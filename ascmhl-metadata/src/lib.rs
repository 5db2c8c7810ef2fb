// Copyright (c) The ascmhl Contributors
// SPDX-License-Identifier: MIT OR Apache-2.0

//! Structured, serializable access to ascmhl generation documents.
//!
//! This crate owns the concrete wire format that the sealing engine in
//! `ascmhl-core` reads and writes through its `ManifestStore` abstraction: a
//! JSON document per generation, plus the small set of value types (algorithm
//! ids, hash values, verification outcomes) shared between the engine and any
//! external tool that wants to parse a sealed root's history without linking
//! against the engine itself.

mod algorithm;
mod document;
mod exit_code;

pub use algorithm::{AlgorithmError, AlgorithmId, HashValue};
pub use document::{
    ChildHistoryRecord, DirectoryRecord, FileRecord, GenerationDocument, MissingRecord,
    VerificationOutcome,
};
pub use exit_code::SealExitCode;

Work task: Nothing in the data may differ; print all of it exactly as written.

Final answer:
filename ascmhl-metadata/src/lib.rs
repository 5db2c8c7810ef2fb
// Copyright (c) The ascmhl Contributors
// SPDX-License-Identifier: MIT OR Apache-2.0

//! Structured, serializable access to ascmhl generation documents.
//!
//! This crate owns the concrete wire format that the sealing engine in
//! `ascmhl-core` reads and writes through its `ManifestStore` abstraction: a
//! JSON document per generation, plus the small set of value types (algorithm
//! ids, hash values, verification outcomes) shared between the engine and any
//! external tool that wants to parse a sealed root's history without linking
//! against the engine itself.

mod algorithm;
mod document;
mod exit_code;

pub use algorithm::{AlgorithmError, AlgorithmId, HashValue};
pub use document::{
    ChildHistoryRecord, DirectoryRecord, FileRecord, GenerationDocument, MissingRecord,
    VerificationOutcome,
};
pub use exit_code::SealExitCode;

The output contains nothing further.